Analysis and design of synchronous-rectified LLC DC–DC converter for LDC of electric vehicles

In electric vehicles (EVs), the low voltage dc-dc converter (LDC) with synchronous rectifier switches (SRs) can be used to reduce conduction loss caused by the high load current and improve the efficiency. Therefore, it is important to design a proper turn-on time of SRs. As a popular driving strategy for the SRs, the drain–source voltage across the SRs is sensed to generate the gate driving signal. However, when LLC dc–dc converter operates at O mode, there will be a voltage ringing across the SRs. If the ringing voltage reaches to the threshold voltage −V_th,on, it would make SRs turn-on early and results in abnormally working of the converter. The novelty and contribution of this paper lie in: (1) elaborating on the voltage ringing across the SRs, (2) the accurate ringing model is established during O mode, and (3) a simple, lossless, and low-cost filter circuit is used to solve the negative effect of the ringing voltage for LLC converter at high load current.
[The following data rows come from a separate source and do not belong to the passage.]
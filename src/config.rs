//! Configuration for the decision engine
//!
//! Every section has a `Default` carrying the production values, so a JSON
//! config file only needs to name the values it overrides.

use anyhow::{bail, Context, Result};
use chrono::NaiveTime;
use chrono_tz::Tz;
use serde::{Deserialize, Serialize};
use std::path::Path;

/// Top-level engine configuration
#[derive(Debug, Clone, Serialize, Deserialize)]
#[serde(default)]
pub struct EngineConfig {
    /// Minimum price increment
    pub tick_size: f64,
    /// Exchange time zone used for session alignment and "today"
    pub session_timezone: Tz,
    /// Exchange open time in `session_timezone`
    pub session_open: NaiveTime,
    pub footprint: FootprintConfig,
    pub atr: AtrConfig,
    pub stops: StopConfig,
    pub profile: ProfileConfig,
    pub timeframe: TimeframeConfig,
    pub orderbook: OrderBookConfig,
    pub pressure: PressureConfig,
    pub guards: GuardConfig,
    pub exits: ExitConfig,
    pub entry: EntryConfig,
    pub persistence: PersistenceConfig,
    pub dispatch: DispatchConfig,
}

impl Default for EngineConfig {
    fn default() -> Self {
        Self {
            tick_size: 0.05,
            session_timezone: chrono_tz::Asia::Kolkata,
            session_open: NaiveTime::from_hms_opt(9, 15, 0).unwrap_or_default(),
            footprint: FootprintConfig::default(),
            atr: AtrConfig::default(),
            stops: StopConfig::default(),
            profile: ProfileConfig::default(),
            timeframe: TimeframeConfig::default(),
            orderbook: OrderBookConfig::default(),
            pressure: PressureConfig::default(),
            guards: GuardConfig::default(),
            exits: ExitConfig::default(),
            entry: EntryConfig::default(),
            persistence: PersistenceConfig::default(),
            dispatch: DispatchConfig::default(),
        }
    }
}

/// Hybrid footprint bar rotation
#[derive(Debug, Clone, Serialize, Deserialize)]
#[serde(default)]
pub struct FootprintConfig {
    /// Rotate after this many seconds
    pub max_duration_secs: i64,
    /// Rotate once accumulated quantity reaches this
    pub max_volume: u64,
    /// Rotate once this many fills were seen
    pub max_ticks: u64,
    /// Derive `max_volume` from recent average 1-minute volume
    pub calibrate: bool,
    /// Candles required before calibration kicks in
    pub calibration_min_candles: usize,
    /// Most recent candles averaged for calibration
    pub calibration_window: usize,
    /// Feed every closed footprint bar into the candle-close path
    pub synthetic_candles: bool,
}

impl Default for FootprintConfig {
    fn default() -> Self {
        Self {
            max_duration_secs: 60,
            max_volume: 5000,
            max_ticks: 300,
            calibrate: true,
            calibration_min_candles: 10,
            calibration_window: 200,
            synthetic_candles: false,
        }
    }
}

#[derive(Debug, Clone, Serialize, Deserialize)]
#[serde(default)]
pub struct AtrConfig {
    pub period: usize,
}

impl Default for AtrConfig {
    fn default() -> Self {
        Self { period: 14 }
    }
}

/// Stop placement and trailing
#[derive(Debug, Clone, Serialize, Deserialize)]
#[serde(default)]
pub struct StopConfig {
    pub atr_mult: f64,
    /// Minimum stop distance as a fraction of entry price
    pub min_stop_pct: f64,
    /// Maximum stop distance as a fraction of entry price
    pub max_stop_pct: f64,
    /// Take-profit distance in multiples of initial risk
    pub reward_risk: f64,
    /// Chandelier multiple while pressure is trending
    pub trail_mult_trending: f64,
    /// Chandelier multiple otherwise
    pub trail_mult_normal: f64,
    /// Candle-close hardening offset in ATR units (0 disables)
    pub candle_trail_atr_frac: f64,
}

impl Default for StopConfig {
    fn default() -> Self {
        Self {
            atr_mult: 1.8,
            min_stop_pct: 0.004,
            max_stop_pct: 0.025,
            reward_risk: 3.0,
            trail_mult_trending: 4.0,
            trail_mult_normal: 3.0,
            candle_trail_atr_frac: 0.2,
        }
    }
}

/// Volume profile, auction regime and high-volume bar classification
#[derive(Debug, Clone, Serialize, Deserialize)]
#[serde(default)]
pub struct ProfileConfig {
    /// Rolling candle window for the profile
    pub lookback: usize,
    pub value_area_pct: f64,
    /// POC distance from value-area midpoint, as a fraction of VA width
    pub balance_tolerance: f64,
    /// K in mean + K * stddev
    pub spike_std_devs: f64,
    /// Trailing candles used for the spike distribution
    pub spike_window: usize,
    /// Minimum trailing candles before spikes are detected
    pub spike_min_history: usize,
    pub chop_vwap_pct: f64,
    pub chop_volume_ratio: f64,
    pub trend_min_volume_ratio: f64,
    pub reaction_zone_lookback: usize,
}

impl Default for ProfileConfig {
    fn default() -> Self {
        Self {
            lookback: 120,
            value_area_pct: 0.70,
            balance_tolerance: 0.20,
            spike_std_devs: 4.0,
            spike_window: 50,
            spike_min_history: 20,
            chop_vwap_pct: 0.0005,
            chop_volume_ratio: 1.5,
            trend_min_volume_ratio: 0.8,
            reaction_zone_lookback: 100,
        }
    }
}

/// Higher-timeframe trend context
#[derive(Debug, Clone, Serialize, Deserialize)]
#[serde(default)]
pub struct TimeframeConfig {
    pub minutes: u32,
    pub sma_period: usize,
    /// Consecutive closes on one side of the SMA before bias flips
    pub confirm_candles: usize,
}

impl Default for TimeframeConfig {
    fn default() -> Self {
        Self {
            minutes: 60,
            sma_period: 20,
            confirm_candles: 3,
        }
    }
}

#[derive(Debug, Clone, Serialize, Deserialize)]
#[serde(default)]
pub struct OrderBookConfig {
    pub imbalance_ratio: f64,
    /// Snapshots retained per symbol
    pub history: usize,
    pub absorption_snapshots: usize,
    pub absorption_min_qty: f64,
    /// Allowed best-price deterioration during absorption
    pub absorption_price_tolerance: f64,
    /// Level qty above this multiple of the side's average is a wall
    pub wall_multiple: f64,
    /// Exit when price is within this fraction of a wall
    pub wall_proximity_pct: f64,
}

impl Default for OrderBookConfig {
    fn default() -> Self {
        Self {
            imbalance_ratio: 1.5,
            history: 20,
            absorption_snapshots: 5,
            absorption_min_qty: 500.0,
            absorption_price_tolerance: 0.001,
            wall_multiple: 3.0,
            wall_proximity_pct: 0.001,
        }
    }
}

#[derive(Debug, Clone, Serialize, Deserialize)]
#[serde(default)]
pub struct PressureConfig {
    /// Observations kept (20-50)
    pub window: usize,
    pub trend_threshold: f64,
    /// Ratio beyond which pressure still supports a position
    pub support_threshold: f64,
    pub exhaustion_ticks: usize,
    pub exhaustion_factor: f64,
}

impl Default for PressureConfig {
    fn default() -> Self {
        Self {
            window: 30,
            trend_threshold: 0.5,
            support_threshold: 0.2,
            exhaustion_ticks: 10,
            exhaustion_factor: 1.5,
        }
    }
}

/// Entry guards and add-on limits
#[derive(Debug, Clone, Serialize, Deserialize)]
#[serde(default)]
pub struct GuardConfig {
    pub bias_window: usize,
    pub bias_min_trades: usize,
    pub bias_loss_threshold: f64,
    pub max_consecutive_losses: u32,
    pub loss_cooldown_candles: i64,
    pub cooldown_secs: i64,
    pub max_adds: u32,
    pub add_threshold_pct: f64,
}

impl Default for GuardConfig {
    fn default() -> Self {
        Self {
            bias_window: 20,
            bias_min_trades: 5,
            bias_loss_threshold: 0.55,
            max_consecutive_losses: 2,
            loss_cooldown_candles: 5,
            cooldown_secs: 180,
            max_adds: 2,
            add_threshold_pct: 0.003,
        }
    }
}

/// Early-trade protection and optional exits
#[derive(Debug, Clone, Serialize, Deserialize)]
#[serde(default)]
pub struct ExitConfig {
    pub min_hold_secs: i64,
    pub min_profit_pct: f64,
    pub candle_hl_break: bool,
}

impl Default for ExitConfig {
    fn default() -> Self {
        Self {
            min_hold_secs: 180,
            min_profit_pct: 0.003,
            candle_hl_break: false,
        }
    }
}

#[derive(Debug, Clone, Serialize, Deserialize)]
#[serde(default)]
pub struct EntryConfig {
    /// Minimum candle volume when no footprint threshold is known
    pub min_volume: f64,
    /// Fraction of the symbol's footprint volume threshold a candle must reach
    pub footprint_volume_fraction: f64,
    /// Pullback "touch" distance as a fraction of the level price
    pub pullback_pct: f64,
}

impl Default for EntryConfig {
    fn default() -> Self {
        Self {
            min_volume: 1000.0,
            footprint_volume_fraction: 0.7,
            pullback_pct: 0.001,
        }
    }
}

/// Retry policy for trade-state writes
#[derive(Debug, Clone, Serialize, Deserialize)]
#[serde(default)]
pub struct PersistenceConfig {
    pub max_retries: u32,
    pub retry_base_ms: u64,
}

impl Default for PersistenceConfig {
    fn default() -> Self {
        Self {
            max_retries: 3,
            retry_base_ms: 50,
        }
    }
}

#[derive(Debug, Clone, Serialize, Deserialize)]
#[serde(default)]
pub struct DispatchConfig {
    /// Decision-engine workers; symbols are pinned to one by hash
    pub workers: usize,
    /// Bounded queue depth per worker and for ingress
    pub queue_capacity: usize,
}

impl Default for DispatchConfig {
    fn default() -> Self {
        Self {
            workers: 4,
            queue_capacity: 4096,
        }
    }
}

impl EngineConfig {
    /// Load a JSON config file; missing fields keep their defaults
    pub fn from_file(path: &Path) -> Result<Self> {
        let raw = std::fs::read_to_string(path)
            .with_context(|| format!("Failed to read config {}", path.display()))?;
        let config: EngineConfig = serde_json::from_str(&raw)
            .with_context(|| format!("Failed to parse config {}", path.display()))?;
        config.validate()?;
        Ok(config)
    }

    pub fn validate(&self) -> Result<()> {
        if !(self.tick_size > 0.0) {
            bail!("tick_size must be positive");
        }
        if self.atr.period == 0 {
            bail!("atr.period must be at least 1");
        }
        if self.stops.min_stop_pct > self.stops.max_stop_pct {
            bail!("stops.min_stop_pct exceeds stops.max_stop_pct");
        }
        if !(self.profile.value_area_pct > 0.0 && self.profile.value_area_pct <= 1.0) {
            bail!("profile.value_area_pct must be in (0, 1]");
        }
        if self.timeframe.minutes == 0 || self.timeframe.sma_period == 0 {
            bail!("timeframe.minutes and timeframe.sma_period must be positive");
        }
        if self.dispatch.workers == 0 {
            bail!("dispatch.workers must be at least 1");
        }
        Ok(())
    }

    /// Milliseconds of the cooldown after a stop-type exit
    pub fn cooldown_ms(&self) -> i64 {
        self.guards.cooldown_secs * 1000
    }
}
A 1.26 kW experimental prototype with ≈250–430 V wide input voltage and ≈9–16 V wide output voltage is implemented, 96.7% peak efficiency and 96% full load efficiency are achieved with a 3.12 kW/L power density. The theoretical analysis has been validated by the simulated and experimental results, and the SR LLC dc–dc converter with the SR works efficiently and reliably with the proposed solution at a high load current.